### [How to complete this task]
Quote, without any change, the line that contains "from_tcp_error!(Close, ::tcp::CloseError);" and all lines that follow it to the end of the data below.

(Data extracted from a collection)
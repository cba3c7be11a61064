pub mod time;

/// Remove at most one item from a [`LinkedList`](std::collections::LinkedList).
pub(crate) fn remove_from_list<T: Eq>(list: &mut std::collections::LinkedList<T>, item: &T) {
    if let Some(pos) = list.iter().position(|e| e == item) {
        let mut split_list = list.split_off(pos);
        split_list.pop_front();
        list.append(&mut split_list);
    }
}
use crate::host::network::namespace::AssociationError;

pub mod tcp;

/// Identifies a socket within its host. Handles are never reused by a host, so a handle for a
/// socket that has been destroyed stays invalid.
#[derive(Copy, Clone, Debug, PartialEq, Eq, PartialOrd, Ord, Hash)]
pub struct SocketHandle(u32);

impl From<u32> for SocketHandle {
    fn from(val: u32) -> Self {
        Self(val)
    }
}

impl From<SocketHandle> for u32 {
    fn from(val: SocketHandle) -> Self {
        val.0
    }
}

impl std::fmt::Display for SocketHandle {
    fn fmt(&self, f: &mut std::fmt::Formatter<'_>) -> std::fmt::Result {
        write!(f, "socket:{}", self.0)
    }
}

/// Errors from socket operations on a host. Most of these are normal protocol outcomes (for
/// example [`SocketError::Accept`] with [`::tcp::AcceptError::NothingToAccept`]) rather than
/// failures.
#[derive(Debug)]
pub enum SocketError {
    /// The socket doesn't exist, or has been destroyed.
    InvalidHandle,
    /// An accepted connection couldn't be associated with its address.
    Association(AssociationError),
    Listen(::tcp::ListenError<AssociationError>),
    Connect(::tcp::ConnectError<AssociationError>),
    Accept(::tcp::AcceptError),
    Send(::tcp::SendError),
    Recv(::tcp::RecvError),
    Close(::tcp::CloseError),
    Shutdown(::tcp::ShutdownError),
    CloseTimer(::tcp::CloseTimerError),
}

impl SocketError {
    /// Whether the operation would have to wait for more simulated time to pass (an empty or full
    /// buffer, or no connection ready to accept).
    pub fn is_would_block(&self) -> bool {
        matches!(
            self,
            Self::Accept(::tcp::AcceptError::NothingToAccept)
                | Self::Send(::tcp::SendError::Full)
                | Self::Recv(::tcp::RecvError::Empty)
        )
    }
}

impl std::fmt::Display for SocketError {
    fn fmt(&self, f: &mut std::fmt::Formatter<'_>) -> std::fmt::Result {
        match self {
            Self::InvalidHandle => write!(f, "Invalid socket handle"),
            Self::Association(e) => write!(f, "{e}"),
            Self::Listen(::tcp::ListenError::FailedAssociation(e))
            | Self::Connect(::tcp::ConnectError::FailedAssociation(e)) => write!(f, "{e}"),
            Self::Listen(e) => write!(f, "Listen failed: {e:?}"),
            Self::Connect(e) => write!(f, "Connect failed: {e:?}"),
            Self::Accept(e) => write!(f, "Accept failed: {e:?}"),
            Self::Send(e) => write!(f, "Send failed: {e:?}"),
            Self::Recv(e) => write!(f, "Receive failed: {e:?}"),
            Self::Close(e) => write!(f, "Close failed: {e:?}"),
            Self::Shutdown(e) => write!(f, "Shutdown failed: {e:?}"),
            Self::CloseTimer(e) => write!(f, "Close timer failed: {e:?}"),
        }
    }
}

impl std::error::Error for SocketError {}

macro_rules! from_tcp_error {
    ($variant:ident, $err:ty) => {
        impl From<$err> for SocketError {
            fn from(e: $err) -> Self {
                Self::$variant(e)
            }
        }
    };
}

from_tcp_error!(Association, AssociationError);
from_tcp_error!(Listen, ::tcp::ListenError<AssociationError>);
from_tcp_error!(Connect, ::tcp::ConnectError<AssociationError>);
from_tcp_error!(Accept, ::tcp::AcceptError);
from_tcp_error!(Send, ::tcp::SendError);
from_tcp_error!(Recv, ::tcp::RecvError);
from_tcp_error!(Close, ::tcp::CloseError);
from_tcp_error!(Shutdown, ::tcp::ShutdownError);
from_tcp_error!(CloseTimer, ::tcp::CloseTimerError);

### [Answer below]
from_tcp_error!(Close, ::tcp::CloseError);
from_tcp_error!(Shutdown, ::tcp::ShutdownError);
from_tcp_error!(CloseTimer, ::tcp::CloseTimerError);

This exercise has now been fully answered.